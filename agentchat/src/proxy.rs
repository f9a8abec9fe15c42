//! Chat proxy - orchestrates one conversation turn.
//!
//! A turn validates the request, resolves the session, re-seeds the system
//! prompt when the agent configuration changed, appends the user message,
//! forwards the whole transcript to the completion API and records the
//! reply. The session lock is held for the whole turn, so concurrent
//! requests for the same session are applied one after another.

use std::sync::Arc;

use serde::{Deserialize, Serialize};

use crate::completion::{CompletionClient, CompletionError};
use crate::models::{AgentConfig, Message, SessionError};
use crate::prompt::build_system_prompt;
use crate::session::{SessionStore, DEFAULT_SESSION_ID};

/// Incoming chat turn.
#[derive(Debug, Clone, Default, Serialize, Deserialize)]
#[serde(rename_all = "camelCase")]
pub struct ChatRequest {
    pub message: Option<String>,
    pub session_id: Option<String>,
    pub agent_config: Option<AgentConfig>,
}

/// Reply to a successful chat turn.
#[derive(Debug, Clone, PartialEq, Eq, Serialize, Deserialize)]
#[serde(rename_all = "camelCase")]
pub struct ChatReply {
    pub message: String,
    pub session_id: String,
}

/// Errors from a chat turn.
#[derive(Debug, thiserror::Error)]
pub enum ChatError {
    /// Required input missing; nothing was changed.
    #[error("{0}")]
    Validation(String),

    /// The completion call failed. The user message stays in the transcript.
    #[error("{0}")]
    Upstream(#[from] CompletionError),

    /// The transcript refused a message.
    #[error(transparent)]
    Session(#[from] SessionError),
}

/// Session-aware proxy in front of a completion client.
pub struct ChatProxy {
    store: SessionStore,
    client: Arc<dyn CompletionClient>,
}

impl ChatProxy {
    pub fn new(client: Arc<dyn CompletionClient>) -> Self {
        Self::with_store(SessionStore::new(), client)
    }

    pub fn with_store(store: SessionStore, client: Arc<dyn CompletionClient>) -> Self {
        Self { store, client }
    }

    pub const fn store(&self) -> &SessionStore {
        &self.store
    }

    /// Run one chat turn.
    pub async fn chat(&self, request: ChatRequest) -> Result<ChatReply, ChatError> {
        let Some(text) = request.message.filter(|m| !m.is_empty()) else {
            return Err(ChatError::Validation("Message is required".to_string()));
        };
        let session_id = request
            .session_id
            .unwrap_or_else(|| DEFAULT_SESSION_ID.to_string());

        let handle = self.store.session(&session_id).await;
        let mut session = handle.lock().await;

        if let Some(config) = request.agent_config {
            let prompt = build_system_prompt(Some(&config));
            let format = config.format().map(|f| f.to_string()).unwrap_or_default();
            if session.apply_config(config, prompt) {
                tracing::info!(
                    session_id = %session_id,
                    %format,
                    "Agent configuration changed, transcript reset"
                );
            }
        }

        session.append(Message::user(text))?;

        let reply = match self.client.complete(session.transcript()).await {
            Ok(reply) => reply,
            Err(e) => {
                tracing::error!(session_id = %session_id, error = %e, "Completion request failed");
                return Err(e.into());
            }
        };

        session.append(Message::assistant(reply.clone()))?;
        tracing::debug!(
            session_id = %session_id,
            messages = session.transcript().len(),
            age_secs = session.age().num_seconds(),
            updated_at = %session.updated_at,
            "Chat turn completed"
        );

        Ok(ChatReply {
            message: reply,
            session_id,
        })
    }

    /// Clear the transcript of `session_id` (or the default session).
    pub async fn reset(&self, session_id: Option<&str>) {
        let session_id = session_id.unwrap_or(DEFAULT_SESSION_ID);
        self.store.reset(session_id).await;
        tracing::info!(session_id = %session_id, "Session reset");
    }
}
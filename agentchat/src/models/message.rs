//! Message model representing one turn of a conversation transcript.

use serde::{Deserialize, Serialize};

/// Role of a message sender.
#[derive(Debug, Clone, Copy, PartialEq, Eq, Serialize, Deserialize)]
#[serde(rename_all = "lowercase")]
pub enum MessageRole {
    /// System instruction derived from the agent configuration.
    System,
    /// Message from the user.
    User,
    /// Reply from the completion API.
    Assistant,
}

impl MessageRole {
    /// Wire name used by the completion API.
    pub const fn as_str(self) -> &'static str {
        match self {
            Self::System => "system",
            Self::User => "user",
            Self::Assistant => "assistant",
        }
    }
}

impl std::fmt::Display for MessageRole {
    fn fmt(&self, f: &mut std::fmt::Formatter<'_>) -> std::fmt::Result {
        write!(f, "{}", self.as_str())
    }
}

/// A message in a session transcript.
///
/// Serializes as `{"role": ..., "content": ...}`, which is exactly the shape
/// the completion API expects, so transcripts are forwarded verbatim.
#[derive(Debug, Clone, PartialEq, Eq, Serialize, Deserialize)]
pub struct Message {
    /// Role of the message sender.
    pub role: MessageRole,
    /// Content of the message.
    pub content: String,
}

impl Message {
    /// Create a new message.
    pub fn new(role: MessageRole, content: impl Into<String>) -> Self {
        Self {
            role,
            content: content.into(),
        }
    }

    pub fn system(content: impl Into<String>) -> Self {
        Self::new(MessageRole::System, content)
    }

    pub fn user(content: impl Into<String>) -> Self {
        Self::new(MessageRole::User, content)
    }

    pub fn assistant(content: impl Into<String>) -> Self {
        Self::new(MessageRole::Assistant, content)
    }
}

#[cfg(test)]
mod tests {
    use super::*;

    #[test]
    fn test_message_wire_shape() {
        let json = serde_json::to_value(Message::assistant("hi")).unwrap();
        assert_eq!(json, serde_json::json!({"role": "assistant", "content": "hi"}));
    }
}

==

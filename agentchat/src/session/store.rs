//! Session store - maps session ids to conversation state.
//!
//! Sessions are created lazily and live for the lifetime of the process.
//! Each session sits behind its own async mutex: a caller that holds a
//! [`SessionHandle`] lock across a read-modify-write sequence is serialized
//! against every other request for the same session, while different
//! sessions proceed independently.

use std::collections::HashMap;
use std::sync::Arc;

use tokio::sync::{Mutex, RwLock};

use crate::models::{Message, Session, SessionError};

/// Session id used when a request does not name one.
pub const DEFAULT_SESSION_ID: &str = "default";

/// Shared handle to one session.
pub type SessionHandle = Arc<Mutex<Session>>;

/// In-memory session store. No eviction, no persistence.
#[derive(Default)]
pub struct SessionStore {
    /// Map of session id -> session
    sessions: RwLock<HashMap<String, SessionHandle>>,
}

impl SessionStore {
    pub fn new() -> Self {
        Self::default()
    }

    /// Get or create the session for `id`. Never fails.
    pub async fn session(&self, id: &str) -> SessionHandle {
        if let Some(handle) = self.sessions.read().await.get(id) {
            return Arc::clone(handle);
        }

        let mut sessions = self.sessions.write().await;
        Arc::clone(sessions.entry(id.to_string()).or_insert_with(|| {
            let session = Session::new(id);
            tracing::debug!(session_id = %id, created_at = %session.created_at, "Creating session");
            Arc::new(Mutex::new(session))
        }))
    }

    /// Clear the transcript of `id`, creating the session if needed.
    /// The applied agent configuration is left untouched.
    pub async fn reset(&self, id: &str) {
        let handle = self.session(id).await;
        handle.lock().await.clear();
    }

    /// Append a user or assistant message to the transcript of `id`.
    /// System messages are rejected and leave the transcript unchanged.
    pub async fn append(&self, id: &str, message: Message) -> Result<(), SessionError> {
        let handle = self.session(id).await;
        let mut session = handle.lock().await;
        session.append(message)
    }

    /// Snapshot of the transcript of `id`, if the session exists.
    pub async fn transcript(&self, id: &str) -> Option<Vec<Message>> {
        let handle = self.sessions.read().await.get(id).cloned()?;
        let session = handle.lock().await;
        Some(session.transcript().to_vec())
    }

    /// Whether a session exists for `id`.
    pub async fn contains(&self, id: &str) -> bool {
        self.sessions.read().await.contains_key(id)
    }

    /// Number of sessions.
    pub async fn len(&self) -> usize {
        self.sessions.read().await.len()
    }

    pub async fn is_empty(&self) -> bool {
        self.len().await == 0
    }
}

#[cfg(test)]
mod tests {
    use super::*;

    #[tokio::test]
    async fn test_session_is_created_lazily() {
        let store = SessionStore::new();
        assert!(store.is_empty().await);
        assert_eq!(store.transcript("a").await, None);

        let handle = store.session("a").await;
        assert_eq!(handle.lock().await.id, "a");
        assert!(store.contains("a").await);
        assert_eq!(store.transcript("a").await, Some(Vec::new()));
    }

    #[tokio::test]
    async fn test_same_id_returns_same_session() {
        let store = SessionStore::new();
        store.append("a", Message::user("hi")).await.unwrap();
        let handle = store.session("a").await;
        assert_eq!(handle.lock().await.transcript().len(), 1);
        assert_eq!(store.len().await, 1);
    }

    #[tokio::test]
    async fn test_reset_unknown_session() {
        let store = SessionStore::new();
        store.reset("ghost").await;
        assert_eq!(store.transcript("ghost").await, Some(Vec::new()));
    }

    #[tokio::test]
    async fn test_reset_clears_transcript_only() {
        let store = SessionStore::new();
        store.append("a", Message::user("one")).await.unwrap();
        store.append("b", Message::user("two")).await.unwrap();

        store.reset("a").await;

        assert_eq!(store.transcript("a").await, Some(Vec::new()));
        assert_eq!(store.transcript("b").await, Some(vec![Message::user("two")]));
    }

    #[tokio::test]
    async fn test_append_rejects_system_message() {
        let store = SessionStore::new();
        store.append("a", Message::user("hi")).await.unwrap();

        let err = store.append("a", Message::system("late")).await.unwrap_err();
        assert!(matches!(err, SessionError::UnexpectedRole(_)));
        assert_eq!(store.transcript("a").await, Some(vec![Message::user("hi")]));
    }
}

* * *

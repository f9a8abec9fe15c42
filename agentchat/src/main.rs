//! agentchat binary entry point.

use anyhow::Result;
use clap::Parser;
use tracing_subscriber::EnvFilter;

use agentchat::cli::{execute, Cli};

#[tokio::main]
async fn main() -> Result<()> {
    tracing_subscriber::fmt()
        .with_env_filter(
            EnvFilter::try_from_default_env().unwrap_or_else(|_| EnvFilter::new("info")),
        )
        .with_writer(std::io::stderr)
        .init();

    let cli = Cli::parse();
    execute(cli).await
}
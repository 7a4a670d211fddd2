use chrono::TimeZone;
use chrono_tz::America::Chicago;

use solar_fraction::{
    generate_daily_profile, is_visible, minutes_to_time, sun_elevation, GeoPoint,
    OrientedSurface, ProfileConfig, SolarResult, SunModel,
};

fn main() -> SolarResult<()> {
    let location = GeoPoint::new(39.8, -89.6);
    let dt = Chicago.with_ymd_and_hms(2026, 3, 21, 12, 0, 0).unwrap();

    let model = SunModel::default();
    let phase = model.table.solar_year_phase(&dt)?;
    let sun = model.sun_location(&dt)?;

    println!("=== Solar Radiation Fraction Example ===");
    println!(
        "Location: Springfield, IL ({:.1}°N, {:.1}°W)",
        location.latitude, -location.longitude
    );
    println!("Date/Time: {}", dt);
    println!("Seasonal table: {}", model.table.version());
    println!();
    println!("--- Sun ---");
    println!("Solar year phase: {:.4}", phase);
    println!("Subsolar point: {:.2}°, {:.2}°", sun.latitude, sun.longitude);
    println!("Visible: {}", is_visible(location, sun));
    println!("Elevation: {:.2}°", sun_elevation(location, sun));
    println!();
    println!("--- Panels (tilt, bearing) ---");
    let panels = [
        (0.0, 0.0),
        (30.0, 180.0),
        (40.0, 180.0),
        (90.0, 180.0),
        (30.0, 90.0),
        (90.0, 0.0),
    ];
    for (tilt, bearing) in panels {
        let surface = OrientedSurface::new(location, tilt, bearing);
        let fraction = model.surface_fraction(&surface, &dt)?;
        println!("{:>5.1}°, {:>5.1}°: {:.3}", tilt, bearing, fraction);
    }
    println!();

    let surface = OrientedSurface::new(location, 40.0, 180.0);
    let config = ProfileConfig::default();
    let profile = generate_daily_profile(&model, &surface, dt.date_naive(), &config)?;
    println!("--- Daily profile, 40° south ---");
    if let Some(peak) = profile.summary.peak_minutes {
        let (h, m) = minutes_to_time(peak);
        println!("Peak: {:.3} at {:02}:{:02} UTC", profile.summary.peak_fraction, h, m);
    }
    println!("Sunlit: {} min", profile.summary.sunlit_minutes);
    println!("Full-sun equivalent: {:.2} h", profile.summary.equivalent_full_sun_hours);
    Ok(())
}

WHAT TO WORK ON: Among the lines of the listing above, count those that include "main" and give only the total.

WRITTEN RESPONSE: 4